Work to complete:
Your answer should consist only of the lines below from the one with "client IP extraction" through the one with "pub mod utils;", copied exactly.

Source data:

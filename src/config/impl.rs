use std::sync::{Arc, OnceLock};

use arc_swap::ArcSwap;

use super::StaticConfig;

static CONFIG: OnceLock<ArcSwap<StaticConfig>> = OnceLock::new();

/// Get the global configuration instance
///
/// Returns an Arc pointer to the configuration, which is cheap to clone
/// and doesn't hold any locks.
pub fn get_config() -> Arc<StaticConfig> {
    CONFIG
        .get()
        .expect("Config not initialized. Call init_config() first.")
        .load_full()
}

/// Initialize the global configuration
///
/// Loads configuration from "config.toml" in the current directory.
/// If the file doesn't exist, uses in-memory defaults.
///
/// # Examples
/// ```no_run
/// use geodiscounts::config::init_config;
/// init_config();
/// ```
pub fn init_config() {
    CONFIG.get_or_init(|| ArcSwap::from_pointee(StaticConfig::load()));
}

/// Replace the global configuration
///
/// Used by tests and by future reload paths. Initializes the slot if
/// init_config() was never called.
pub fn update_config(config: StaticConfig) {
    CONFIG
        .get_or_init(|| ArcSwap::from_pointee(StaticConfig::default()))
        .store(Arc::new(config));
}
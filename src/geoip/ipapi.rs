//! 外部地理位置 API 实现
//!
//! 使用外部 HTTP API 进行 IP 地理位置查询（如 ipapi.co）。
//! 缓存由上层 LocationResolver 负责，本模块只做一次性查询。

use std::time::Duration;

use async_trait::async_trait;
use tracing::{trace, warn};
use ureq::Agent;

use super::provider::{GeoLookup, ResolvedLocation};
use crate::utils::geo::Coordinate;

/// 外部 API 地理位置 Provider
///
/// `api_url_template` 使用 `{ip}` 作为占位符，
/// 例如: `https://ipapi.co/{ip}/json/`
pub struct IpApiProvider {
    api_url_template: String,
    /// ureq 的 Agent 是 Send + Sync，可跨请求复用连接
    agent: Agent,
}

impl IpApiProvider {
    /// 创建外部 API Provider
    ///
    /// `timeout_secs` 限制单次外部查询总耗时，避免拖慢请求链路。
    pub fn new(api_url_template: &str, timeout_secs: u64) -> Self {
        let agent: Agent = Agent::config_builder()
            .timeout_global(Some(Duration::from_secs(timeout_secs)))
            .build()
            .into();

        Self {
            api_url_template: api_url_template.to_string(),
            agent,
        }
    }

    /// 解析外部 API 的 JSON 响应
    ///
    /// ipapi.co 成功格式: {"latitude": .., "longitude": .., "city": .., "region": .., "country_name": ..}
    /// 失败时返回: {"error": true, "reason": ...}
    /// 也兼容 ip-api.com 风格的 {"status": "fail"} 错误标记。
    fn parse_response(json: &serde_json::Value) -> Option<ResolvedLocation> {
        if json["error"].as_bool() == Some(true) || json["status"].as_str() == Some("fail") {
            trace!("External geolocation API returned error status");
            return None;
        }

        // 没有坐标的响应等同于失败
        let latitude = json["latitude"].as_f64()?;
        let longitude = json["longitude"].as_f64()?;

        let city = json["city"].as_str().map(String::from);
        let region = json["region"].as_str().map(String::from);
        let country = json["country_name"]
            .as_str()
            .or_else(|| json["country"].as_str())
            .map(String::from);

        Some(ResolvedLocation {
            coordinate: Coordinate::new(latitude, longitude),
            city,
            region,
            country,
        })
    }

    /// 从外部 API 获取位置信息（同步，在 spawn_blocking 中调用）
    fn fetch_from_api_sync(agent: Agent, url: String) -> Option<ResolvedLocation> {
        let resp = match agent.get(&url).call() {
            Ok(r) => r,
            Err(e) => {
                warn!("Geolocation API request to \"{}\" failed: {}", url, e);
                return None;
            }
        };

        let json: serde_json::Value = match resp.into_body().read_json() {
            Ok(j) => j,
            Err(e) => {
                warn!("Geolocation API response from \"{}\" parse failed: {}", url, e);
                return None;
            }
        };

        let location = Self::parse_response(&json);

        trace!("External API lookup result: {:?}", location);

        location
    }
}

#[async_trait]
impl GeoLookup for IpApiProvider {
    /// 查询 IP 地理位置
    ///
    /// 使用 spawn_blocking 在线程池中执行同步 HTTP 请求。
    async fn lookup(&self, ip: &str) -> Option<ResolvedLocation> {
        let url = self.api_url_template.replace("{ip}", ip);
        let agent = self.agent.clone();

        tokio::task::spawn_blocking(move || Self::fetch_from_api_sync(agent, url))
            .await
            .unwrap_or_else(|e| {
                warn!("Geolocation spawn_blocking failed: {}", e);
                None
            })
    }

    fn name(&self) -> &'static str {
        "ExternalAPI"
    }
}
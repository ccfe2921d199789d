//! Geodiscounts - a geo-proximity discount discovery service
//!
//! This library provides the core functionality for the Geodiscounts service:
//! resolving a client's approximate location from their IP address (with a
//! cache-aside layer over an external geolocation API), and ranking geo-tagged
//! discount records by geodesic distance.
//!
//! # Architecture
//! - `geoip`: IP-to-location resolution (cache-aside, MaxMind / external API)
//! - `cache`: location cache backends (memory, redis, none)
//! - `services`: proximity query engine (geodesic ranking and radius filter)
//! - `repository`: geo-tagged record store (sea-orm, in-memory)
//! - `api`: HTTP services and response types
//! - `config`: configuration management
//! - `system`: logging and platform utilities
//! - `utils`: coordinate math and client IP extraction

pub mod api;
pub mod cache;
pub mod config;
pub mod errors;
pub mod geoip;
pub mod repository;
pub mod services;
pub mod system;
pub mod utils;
==
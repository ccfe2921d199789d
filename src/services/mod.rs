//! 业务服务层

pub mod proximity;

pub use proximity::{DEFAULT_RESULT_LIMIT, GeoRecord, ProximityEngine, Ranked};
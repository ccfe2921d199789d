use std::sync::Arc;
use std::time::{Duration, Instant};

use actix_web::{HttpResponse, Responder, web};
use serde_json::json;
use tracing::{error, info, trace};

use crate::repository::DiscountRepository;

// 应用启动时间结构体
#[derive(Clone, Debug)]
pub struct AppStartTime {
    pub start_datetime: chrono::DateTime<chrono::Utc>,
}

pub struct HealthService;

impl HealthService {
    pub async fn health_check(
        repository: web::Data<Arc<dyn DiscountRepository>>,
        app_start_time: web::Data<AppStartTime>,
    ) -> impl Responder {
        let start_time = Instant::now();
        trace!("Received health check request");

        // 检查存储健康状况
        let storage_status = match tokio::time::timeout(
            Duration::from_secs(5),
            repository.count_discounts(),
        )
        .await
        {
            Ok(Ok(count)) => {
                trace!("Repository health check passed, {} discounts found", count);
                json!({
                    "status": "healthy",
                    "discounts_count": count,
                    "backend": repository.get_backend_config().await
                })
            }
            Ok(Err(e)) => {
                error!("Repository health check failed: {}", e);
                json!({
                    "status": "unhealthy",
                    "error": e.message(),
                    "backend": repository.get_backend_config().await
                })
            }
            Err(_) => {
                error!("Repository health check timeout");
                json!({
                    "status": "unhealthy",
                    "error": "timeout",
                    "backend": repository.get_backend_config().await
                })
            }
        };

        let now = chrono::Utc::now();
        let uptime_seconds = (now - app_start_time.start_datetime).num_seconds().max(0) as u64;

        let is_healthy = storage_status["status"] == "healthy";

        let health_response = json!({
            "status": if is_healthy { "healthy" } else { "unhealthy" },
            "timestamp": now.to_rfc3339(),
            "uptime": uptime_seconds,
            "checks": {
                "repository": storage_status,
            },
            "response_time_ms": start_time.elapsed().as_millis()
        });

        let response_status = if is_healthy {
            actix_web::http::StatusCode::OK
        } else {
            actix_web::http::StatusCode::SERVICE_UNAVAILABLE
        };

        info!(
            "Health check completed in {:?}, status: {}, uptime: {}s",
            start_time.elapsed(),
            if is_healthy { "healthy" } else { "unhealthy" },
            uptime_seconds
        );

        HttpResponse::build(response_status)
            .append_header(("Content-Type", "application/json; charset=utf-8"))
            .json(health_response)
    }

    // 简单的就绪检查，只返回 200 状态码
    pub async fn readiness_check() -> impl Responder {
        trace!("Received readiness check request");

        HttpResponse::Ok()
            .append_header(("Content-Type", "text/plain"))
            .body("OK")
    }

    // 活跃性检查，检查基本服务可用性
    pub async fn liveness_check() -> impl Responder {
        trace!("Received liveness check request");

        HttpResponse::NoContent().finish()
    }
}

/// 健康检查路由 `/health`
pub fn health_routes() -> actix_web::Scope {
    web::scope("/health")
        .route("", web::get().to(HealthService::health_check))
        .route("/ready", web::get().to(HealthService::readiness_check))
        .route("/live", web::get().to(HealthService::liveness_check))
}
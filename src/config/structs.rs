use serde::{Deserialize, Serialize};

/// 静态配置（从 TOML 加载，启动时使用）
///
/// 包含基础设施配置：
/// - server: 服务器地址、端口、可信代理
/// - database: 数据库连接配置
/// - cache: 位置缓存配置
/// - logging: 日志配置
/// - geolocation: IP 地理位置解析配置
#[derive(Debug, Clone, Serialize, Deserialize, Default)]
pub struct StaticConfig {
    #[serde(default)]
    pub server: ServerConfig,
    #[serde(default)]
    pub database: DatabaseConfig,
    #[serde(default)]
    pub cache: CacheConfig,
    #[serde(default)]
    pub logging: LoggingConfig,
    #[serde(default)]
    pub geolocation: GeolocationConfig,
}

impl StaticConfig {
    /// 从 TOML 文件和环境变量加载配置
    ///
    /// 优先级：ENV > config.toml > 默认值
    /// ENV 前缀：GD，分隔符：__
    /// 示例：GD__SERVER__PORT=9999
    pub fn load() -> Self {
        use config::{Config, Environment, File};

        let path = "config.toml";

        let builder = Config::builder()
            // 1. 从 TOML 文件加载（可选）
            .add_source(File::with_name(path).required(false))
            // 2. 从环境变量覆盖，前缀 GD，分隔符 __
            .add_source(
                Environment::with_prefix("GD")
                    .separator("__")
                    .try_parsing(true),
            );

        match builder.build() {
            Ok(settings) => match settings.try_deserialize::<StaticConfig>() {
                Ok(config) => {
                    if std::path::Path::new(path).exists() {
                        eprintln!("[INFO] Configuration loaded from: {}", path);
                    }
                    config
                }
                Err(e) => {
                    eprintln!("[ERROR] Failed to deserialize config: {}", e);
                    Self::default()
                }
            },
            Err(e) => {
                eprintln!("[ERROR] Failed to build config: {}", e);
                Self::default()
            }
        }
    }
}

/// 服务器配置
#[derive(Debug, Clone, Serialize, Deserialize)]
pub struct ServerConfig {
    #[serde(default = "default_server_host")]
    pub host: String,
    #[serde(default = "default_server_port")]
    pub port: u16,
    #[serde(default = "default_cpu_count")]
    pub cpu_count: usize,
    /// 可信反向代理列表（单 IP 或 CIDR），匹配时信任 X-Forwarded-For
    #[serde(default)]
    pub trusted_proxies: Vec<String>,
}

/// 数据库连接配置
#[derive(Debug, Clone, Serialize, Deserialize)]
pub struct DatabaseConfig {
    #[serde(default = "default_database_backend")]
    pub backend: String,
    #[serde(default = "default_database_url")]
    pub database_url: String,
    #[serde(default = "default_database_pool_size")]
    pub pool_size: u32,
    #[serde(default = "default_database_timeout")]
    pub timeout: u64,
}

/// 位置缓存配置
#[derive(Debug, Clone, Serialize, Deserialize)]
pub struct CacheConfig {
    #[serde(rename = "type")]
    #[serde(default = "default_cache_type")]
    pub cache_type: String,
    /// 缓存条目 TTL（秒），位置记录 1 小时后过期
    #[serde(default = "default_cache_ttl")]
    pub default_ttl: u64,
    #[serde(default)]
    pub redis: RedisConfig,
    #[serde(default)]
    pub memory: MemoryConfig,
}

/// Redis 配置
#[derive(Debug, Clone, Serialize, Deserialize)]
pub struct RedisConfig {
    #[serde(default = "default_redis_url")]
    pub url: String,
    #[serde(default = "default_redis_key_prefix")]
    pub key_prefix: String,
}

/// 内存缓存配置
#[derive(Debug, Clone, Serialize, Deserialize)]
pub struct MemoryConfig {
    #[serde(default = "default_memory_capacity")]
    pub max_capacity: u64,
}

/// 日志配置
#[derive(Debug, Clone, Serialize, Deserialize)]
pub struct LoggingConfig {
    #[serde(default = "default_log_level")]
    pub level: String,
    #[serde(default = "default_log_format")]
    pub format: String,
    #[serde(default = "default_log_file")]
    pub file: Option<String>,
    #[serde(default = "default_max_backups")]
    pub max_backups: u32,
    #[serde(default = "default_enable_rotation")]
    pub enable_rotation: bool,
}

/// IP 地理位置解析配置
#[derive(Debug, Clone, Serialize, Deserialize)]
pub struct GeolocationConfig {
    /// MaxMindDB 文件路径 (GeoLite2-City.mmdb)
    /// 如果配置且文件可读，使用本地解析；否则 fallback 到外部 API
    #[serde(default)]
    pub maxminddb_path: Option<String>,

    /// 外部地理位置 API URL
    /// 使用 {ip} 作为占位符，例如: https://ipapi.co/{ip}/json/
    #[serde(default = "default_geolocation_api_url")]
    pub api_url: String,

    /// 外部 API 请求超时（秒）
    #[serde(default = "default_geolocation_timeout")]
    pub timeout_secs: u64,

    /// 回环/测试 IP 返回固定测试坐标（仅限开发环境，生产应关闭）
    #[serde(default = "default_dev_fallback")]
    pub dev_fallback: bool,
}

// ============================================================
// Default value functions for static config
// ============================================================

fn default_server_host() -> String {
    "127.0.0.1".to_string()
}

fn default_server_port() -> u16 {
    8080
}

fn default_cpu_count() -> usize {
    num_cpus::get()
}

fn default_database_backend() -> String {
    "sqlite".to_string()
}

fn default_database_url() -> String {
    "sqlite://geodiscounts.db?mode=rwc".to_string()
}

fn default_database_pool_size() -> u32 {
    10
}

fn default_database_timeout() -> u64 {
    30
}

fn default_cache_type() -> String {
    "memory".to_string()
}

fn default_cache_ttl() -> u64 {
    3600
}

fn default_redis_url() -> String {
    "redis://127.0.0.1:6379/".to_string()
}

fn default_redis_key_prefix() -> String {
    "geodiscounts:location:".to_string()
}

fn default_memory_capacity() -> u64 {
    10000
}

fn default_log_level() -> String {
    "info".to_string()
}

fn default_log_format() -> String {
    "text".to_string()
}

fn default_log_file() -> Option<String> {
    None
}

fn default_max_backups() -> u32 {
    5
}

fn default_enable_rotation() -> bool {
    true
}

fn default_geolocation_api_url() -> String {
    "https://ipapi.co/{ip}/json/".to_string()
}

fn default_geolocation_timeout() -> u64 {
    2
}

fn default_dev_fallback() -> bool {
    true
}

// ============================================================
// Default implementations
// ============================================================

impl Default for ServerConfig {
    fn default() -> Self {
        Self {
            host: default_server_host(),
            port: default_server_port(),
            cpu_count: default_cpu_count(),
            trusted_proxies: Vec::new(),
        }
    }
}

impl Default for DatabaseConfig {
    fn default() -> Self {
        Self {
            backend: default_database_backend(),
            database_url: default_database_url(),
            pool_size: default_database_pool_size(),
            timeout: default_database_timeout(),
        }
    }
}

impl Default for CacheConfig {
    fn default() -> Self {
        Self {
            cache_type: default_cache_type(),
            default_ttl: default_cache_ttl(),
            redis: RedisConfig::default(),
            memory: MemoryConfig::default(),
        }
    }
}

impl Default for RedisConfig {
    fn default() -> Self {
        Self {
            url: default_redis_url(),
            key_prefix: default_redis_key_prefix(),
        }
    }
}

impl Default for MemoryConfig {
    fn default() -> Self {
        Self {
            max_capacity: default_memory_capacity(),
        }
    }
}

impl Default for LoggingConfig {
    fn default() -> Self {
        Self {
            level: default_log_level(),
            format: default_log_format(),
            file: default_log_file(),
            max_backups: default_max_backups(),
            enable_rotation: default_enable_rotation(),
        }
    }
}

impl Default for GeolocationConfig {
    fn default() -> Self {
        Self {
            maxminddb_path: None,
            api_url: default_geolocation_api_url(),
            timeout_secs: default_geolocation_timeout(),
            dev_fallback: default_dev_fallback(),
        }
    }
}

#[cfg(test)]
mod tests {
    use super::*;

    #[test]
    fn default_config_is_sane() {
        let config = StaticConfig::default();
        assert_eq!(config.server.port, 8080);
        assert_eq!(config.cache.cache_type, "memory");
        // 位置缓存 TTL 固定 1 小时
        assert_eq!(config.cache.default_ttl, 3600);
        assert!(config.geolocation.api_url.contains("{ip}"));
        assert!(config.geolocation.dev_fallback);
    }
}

Output for this exercise:
//! - `utils`: coordinate math and client IP extraction

pub mod api;
pub mod cache;
pub mod config;
pub mod errors;
pub mod geoip;
pub mod repository;
pub mod services;
pub mod system;
pub mod utils;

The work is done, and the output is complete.